Activation of protein kinase C is required for AMPA receptor GluR1 phosphorylation at serine 845 in the dorsal striatum following repeated cocaine administration

Abstract

Phosphorylation in the α-amino-3-hydroxy-5-methylisoxazole-4-propionic acid (AMPA) receptors plays a crucial role in the regulation of AMPA receptor plasticity associated with drugs of abuse. It is well known that phosphorylation of AMPA receptor GluR1 subunit at serine 845 (S845) is regulated by protein kinase A downstream to dopamine D1 receptors in the striatum. This study was performed to determine whether GluR1-S845 phosphorylation in the rat dorsal striatum is altered by repeated cocaine via a signaling mechanism involving glutamate receptor-associated and Ca(2+)-dependent protein kinases.
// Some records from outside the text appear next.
/*!
ref: https://www.rfc-editor.org/rfc/rfc5155#section-4

# NSEC3PARAM RDATA format

```shell
   +-+-+-+-+-+-+-+-+-+-+-+-+-+-+-+-+-+-+-+-+-+-+-+-+-+-+-+-+-+-+-+-+
   |   Hash Alg.   |     Flags     |          Iterations          |
   +-+-+-+-+-+-+-+-+-+-+-+-+-+-+-+-+-+-+-+-+-+-+-+-+-+-+-+-+-+-+-+-+
   |  Salt Length  |                     Salt                     /
   +-+-+-+-+-+-+-+-+-+-+-+-+-+-+-+-+-+-+-+-+-+-+-+-+-+-+-+-+-+-+-+-+
```

Published at the zone apex so resolvers can compute NSEC3 owner
hashes without having to guess the salt/iteration parameters in use.
*/

use crate::dns::wire::Writer;
use anyhow::{anyhow, Error};

#[derive(Debug, Clone, PartialEq, Eq)]
pub struct NSEC3PARAM {
    pub hash_algorithm: u8,
    pub flags: u8,
    pub iterations: u16,
    pub salt: Vec<u8>,
}

impl NSEC3PARAM {
    pub fn decode(rdata: &[u8]) -> Result<Self, Error> {
        if rdata.len() < 5 {
            return Err(anyhow!("truncated NSEC3PARAM rdata"));
        }
        let salt_len = rdata[4] as usize;
        if 5 + salt_len != rdata.len() {
            return Err(anyhow!("NSEC3PARAM salt length mismatch"));
        }
        Ok(NSEC3PARAM {
            hash_algorithm: rdata[0],
            flags: rdata[1],
            iterations: u16::from_be_bytes([rdata[2], rdata[3]]),
            salt: rdata[5..].to_vec(),
        })
    }

    pub fn encode(&self, w: &mut Writer) -> Result<(), Error> {
        w.u8(self.hash_algorithm);
        w.u8(self.flags);
        w.u16(self.iterations);
        w.u8(self.salt.len() as u8);
        w.bytes(&self.salt);
        Ok(())
    }
}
Systemic administration of cocaine (20mg/kg, once a day for 7days) upregulated GluR1-S845 phosphorylation. This upregulation was mediated via a mechanism involving stimulation of group I metabotropic glutamate receptor 1, N-methyl-D-aspartate receptors, and inositol 1,4,5-triphosphate-sensitive receptors. Interactions of several protein kinases, including protein kinase C, Ca(2+)/calmodulin-dependent protein kinase II, and extracellular signal-regulated kinases, are also involved in this event. Protein phosphatases further control S845 phosphorylation by dephosphorylating S845 and phosphorylated protein kinases. These findings suggest that phosphorylation of AMPA receptors at GluR1-S845 is upregulated by interactions of glutamate receptor-coupled Ca(2+)-dependent protein kinases following repeated cocaine administration in the dorsal striatum.